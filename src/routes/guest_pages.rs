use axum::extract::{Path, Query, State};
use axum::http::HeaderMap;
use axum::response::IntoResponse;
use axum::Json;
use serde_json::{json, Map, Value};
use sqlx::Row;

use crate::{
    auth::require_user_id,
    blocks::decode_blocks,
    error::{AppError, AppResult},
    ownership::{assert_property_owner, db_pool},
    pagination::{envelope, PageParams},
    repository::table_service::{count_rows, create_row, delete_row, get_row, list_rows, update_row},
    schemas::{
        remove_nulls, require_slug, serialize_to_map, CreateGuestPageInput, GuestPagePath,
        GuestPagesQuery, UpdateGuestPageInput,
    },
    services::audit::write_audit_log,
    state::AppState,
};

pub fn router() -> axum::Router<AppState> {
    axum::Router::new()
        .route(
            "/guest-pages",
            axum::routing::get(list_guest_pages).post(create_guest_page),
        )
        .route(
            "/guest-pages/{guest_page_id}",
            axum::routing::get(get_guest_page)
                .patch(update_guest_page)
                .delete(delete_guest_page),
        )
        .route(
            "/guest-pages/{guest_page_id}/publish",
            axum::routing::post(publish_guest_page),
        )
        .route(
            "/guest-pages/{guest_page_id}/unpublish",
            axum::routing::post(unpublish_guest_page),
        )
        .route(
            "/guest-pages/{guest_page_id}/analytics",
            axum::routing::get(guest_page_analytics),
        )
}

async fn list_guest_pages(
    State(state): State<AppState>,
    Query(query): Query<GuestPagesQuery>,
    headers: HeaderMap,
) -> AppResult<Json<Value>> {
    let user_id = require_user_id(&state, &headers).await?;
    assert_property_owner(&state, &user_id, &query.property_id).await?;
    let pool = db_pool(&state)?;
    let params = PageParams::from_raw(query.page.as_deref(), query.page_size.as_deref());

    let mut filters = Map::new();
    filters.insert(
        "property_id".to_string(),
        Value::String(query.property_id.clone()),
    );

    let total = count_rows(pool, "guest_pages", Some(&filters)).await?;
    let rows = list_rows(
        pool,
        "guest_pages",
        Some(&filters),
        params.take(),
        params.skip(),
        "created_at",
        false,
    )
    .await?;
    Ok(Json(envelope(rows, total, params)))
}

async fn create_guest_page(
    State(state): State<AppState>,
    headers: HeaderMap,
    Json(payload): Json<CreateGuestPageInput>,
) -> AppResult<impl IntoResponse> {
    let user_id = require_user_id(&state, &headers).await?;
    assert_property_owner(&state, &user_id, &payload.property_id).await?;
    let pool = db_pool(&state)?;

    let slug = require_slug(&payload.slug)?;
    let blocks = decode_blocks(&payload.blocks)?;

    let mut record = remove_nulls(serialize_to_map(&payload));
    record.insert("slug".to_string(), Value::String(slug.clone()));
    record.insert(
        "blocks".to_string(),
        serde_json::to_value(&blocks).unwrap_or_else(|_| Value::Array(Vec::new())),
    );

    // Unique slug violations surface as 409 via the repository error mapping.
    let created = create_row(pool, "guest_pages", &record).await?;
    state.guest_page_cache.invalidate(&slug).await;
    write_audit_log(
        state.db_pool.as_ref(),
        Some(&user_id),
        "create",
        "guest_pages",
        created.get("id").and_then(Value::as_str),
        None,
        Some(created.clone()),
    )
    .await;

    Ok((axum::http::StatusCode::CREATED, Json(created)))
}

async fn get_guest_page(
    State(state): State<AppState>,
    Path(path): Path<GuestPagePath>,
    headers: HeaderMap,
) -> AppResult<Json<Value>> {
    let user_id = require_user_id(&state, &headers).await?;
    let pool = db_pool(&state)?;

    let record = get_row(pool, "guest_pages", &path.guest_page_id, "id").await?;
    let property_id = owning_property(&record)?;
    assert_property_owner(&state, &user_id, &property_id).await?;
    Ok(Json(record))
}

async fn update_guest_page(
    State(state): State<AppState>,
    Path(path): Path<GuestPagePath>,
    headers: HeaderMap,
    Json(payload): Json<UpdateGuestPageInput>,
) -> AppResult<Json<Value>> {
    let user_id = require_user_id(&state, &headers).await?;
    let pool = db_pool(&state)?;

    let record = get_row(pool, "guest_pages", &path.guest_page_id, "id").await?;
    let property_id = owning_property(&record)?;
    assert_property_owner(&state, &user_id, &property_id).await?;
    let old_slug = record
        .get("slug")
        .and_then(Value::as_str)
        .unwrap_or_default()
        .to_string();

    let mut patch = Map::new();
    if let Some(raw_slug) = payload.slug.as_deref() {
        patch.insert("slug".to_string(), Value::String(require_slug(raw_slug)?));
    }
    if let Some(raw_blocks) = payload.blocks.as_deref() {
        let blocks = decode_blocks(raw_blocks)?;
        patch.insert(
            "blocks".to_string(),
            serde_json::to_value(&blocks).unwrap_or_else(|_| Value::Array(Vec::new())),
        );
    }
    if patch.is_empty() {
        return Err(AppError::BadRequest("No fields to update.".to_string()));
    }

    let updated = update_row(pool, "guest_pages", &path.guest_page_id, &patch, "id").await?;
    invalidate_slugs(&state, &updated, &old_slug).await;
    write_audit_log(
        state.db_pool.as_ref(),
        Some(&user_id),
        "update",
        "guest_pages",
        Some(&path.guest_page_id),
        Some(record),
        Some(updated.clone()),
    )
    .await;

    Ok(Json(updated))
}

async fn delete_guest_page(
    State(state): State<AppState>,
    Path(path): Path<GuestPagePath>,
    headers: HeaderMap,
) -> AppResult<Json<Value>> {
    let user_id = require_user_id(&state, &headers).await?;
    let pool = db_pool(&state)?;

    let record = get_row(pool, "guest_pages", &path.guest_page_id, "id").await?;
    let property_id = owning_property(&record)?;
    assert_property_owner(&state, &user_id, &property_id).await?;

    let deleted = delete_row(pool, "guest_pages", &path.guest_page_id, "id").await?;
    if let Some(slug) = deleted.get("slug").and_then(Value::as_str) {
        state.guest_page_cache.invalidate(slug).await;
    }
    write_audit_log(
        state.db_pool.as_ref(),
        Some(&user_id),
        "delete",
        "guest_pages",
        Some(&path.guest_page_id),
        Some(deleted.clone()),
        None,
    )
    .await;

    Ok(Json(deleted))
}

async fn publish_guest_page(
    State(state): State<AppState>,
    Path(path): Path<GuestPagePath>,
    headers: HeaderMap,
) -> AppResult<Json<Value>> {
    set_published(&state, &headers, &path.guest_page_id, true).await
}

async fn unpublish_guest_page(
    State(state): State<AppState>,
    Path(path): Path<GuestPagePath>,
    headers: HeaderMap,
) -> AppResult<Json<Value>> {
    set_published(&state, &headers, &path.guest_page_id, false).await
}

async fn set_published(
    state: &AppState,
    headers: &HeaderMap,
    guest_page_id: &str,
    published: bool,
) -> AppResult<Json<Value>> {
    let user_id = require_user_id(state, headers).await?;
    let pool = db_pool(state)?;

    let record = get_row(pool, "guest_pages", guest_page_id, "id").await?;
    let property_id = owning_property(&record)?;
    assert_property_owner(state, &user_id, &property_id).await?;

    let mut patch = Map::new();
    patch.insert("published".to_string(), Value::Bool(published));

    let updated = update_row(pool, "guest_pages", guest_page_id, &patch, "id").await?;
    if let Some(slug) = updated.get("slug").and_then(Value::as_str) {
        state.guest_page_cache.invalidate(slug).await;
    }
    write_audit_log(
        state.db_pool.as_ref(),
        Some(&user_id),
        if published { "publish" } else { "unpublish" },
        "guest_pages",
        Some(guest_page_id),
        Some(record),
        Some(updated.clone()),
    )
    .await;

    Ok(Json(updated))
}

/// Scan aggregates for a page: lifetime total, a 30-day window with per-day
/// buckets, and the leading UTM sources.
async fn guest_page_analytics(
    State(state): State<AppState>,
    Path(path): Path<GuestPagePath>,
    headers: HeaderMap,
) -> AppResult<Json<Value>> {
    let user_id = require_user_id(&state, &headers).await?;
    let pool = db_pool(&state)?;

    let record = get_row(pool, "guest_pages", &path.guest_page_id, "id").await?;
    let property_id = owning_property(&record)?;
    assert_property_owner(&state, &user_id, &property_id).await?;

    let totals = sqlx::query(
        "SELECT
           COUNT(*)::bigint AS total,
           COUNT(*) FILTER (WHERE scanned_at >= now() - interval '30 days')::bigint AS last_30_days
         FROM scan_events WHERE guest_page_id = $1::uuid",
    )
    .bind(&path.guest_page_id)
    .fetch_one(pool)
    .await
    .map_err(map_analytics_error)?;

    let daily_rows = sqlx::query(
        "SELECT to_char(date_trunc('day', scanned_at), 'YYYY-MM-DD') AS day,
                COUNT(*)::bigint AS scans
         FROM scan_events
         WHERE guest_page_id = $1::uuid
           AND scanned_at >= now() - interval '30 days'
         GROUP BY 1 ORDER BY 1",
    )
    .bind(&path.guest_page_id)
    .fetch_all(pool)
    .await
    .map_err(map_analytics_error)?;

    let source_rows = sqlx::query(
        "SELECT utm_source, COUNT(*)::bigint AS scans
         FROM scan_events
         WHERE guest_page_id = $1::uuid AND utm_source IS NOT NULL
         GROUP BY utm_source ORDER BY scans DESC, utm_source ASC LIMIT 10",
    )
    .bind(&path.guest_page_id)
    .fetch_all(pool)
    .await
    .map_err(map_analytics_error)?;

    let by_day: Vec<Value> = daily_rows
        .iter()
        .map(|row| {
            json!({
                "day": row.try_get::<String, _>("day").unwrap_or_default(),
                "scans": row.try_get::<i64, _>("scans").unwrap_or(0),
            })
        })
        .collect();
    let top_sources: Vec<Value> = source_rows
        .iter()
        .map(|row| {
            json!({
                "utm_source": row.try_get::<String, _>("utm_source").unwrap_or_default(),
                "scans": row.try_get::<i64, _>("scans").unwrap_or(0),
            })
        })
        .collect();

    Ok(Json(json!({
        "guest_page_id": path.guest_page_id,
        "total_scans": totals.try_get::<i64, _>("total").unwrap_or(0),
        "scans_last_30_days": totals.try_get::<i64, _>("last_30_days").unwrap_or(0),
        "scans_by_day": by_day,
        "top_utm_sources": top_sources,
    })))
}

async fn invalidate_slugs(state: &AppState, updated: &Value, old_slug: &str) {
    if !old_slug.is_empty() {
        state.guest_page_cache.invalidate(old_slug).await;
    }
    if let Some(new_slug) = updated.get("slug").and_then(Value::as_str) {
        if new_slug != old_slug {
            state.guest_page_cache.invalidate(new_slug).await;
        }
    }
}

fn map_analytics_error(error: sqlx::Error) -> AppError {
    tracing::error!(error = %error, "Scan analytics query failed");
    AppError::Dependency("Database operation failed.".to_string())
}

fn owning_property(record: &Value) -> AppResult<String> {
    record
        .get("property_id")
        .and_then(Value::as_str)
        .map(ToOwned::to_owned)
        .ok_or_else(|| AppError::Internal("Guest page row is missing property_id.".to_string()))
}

* * *

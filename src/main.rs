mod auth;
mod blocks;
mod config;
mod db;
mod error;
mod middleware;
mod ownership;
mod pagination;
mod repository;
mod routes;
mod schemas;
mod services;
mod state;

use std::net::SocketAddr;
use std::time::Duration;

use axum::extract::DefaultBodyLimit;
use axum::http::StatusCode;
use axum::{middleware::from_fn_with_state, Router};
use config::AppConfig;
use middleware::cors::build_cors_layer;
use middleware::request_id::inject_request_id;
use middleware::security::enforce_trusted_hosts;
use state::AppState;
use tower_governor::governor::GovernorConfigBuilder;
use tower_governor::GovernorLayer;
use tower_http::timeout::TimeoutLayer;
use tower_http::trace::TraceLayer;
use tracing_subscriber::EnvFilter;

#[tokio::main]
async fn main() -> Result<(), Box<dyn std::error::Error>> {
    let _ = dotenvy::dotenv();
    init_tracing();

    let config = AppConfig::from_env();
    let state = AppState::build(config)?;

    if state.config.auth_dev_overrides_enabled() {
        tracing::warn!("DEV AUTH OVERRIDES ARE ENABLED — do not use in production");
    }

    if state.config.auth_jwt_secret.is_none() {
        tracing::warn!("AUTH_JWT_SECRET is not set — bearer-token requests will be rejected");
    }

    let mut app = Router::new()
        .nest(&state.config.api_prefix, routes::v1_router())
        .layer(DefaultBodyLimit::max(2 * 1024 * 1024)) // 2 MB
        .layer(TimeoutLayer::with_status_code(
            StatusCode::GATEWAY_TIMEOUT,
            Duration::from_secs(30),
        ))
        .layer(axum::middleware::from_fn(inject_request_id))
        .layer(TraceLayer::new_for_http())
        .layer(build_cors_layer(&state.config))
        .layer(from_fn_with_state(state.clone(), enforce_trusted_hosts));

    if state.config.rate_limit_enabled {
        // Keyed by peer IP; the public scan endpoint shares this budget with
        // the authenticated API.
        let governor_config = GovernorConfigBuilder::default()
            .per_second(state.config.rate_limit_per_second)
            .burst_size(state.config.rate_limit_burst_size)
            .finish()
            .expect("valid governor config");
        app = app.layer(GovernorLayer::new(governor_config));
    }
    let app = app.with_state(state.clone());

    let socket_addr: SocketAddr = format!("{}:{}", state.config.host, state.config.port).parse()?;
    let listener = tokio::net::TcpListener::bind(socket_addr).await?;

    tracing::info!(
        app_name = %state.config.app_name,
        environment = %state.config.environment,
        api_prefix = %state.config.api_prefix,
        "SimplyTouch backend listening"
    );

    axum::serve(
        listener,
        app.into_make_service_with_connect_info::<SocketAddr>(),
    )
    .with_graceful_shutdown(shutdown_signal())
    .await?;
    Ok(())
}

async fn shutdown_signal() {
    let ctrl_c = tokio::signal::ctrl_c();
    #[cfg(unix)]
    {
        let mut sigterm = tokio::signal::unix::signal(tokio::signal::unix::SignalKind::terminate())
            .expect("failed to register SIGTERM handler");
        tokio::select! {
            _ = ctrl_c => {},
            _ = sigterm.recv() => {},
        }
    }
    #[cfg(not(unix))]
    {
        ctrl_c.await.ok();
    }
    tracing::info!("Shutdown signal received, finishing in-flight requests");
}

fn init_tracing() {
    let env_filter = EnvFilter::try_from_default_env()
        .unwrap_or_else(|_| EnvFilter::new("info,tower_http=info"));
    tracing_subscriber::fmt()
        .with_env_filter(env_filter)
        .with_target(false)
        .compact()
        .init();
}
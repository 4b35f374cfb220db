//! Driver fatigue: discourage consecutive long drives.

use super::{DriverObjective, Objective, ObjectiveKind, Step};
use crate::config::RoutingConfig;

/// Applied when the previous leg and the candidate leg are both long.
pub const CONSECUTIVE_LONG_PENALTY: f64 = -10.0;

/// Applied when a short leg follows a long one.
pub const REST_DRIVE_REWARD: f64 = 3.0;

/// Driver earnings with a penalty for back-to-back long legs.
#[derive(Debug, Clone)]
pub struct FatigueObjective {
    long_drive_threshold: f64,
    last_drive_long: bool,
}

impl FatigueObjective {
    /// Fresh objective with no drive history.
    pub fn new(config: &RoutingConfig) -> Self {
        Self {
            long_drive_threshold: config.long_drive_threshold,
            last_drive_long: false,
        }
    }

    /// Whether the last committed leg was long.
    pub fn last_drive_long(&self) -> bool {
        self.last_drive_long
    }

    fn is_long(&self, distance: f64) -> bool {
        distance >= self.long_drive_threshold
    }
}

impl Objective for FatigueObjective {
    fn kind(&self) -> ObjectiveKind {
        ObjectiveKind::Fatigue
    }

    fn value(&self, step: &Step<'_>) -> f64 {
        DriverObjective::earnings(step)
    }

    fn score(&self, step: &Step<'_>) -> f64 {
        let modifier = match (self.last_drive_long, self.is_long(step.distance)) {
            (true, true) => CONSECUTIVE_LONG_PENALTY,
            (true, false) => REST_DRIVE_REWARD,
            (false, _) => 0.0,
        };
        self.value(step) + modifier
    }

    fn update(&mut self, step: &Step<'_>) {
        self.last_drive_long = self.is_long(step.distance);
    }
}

---

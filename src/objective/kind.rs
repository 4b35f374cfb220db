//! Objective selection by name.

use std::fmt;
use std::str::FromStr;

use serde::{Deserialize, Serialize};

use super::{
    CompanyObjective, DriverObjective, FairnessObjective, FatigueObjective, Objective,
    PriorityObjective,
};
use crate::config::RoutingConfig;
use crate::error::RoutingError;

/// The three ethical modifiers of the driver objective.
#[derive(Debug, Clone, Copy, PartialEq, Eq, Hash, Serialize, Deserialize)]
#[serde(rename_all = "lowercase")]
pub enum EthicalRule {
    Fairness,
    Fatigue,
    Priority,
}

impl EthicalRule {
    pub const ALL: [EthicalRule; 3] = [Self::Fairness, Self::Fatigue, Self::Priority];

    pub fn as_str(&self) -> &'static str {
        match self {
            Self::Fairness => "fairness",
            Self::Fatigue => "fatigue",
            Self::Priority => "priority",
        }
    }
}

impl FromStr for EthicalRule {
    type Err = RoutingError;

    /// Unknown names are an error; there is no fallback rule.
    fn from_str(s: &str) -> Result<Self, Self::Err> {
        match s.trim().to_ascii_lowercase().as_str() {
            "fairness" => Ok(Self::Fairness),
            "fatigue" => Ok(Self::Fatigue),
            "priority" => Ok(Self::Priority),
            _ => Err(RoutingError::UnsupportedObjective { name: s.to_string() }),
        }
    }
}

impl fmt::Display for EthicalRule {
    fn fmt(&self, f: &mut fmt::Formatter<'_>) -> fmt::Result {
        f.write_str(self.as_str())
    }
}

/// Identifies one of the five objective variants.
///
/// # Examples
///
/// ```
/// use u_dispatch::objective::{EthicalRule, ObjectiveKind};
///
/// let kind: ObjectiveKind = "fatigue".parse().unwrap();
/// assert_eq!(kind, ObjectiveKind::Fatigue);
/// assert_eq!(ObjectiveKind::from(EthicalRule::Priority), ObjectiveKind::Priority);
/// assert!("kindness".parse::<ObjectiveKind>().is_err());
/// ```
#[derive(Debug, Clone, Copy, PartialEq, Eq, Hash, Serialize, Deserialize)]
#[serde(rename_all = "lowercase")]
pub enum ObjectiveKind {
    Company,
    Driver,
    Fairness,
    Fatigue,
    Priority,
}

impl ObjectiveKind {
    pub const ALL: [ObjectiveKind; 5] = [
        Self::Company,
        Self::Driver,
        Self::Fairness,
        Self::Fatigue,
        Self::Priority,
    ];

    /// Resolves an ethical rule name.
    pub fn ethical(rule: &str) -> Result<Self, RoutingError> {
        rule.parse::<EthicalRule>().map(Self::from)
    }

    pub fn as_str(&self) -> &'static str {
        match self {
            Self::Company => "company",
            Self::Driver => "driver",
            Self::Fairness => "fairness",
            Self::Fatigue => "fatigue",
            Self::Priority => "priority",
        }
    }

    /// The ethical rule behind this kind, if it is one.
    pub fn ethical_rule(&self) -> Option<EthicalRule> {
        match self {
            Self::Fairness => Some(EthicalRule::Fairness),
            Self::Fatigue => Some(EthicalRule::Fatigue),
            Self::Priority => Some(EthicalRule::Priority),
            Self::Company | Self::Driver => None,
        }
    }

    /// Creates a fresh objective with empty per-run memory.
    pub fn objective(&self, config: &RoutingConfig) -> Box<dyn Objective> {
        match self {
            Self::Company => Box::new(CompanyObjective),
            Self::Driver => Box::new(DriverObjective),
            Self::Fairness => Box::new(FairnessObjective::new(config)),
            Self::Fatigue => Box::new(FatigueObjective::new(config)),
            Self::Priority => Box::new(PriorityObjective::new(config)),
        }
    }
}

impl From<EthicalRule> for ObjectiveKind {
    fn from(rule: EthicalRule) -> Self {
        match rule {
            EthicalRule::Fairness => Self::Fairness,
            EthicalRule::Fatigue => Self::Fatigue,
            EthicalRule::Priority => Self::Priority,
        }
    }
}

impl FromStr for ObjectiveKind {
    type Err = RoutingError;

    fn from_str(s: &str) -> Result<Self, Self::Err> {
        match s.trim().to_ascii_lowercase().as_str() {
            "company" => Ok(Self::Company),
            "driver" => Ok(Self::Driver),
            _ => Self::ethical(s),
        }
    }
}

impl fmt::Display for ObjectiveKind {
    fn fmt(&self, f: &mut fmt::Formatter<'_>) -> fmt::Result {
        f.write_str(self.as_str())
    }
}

Description of the task ::
Set down, exactly as they stand above, the lines starting with the line with "fn value(&self, step: &Step<'_>)" and going on through the line with "self.last_drive_long = self.is_long(step.distance);", and no others.

Result for this task ::
    fn value(&self, step: &Step<'_>) -> f64 {
        DriverObjective::earnings(step)
    }

    fn score(&self, step: &Step<'_>) -> f64 {
        let modifier = match (self.last_drive_long, self.is_long(step.distance)) {
            (true, true) => CONSECUTIVE_LONG_PENALTY,
            (true, false) => REST_DRIVE_REWARD,
            (false, _) => 0.0,
        };
        self.value(step) + modifier
    }

    fn update(&mut self, step: &Step<'_>) {
        self.last_drive_long = self.is_long(step.distance);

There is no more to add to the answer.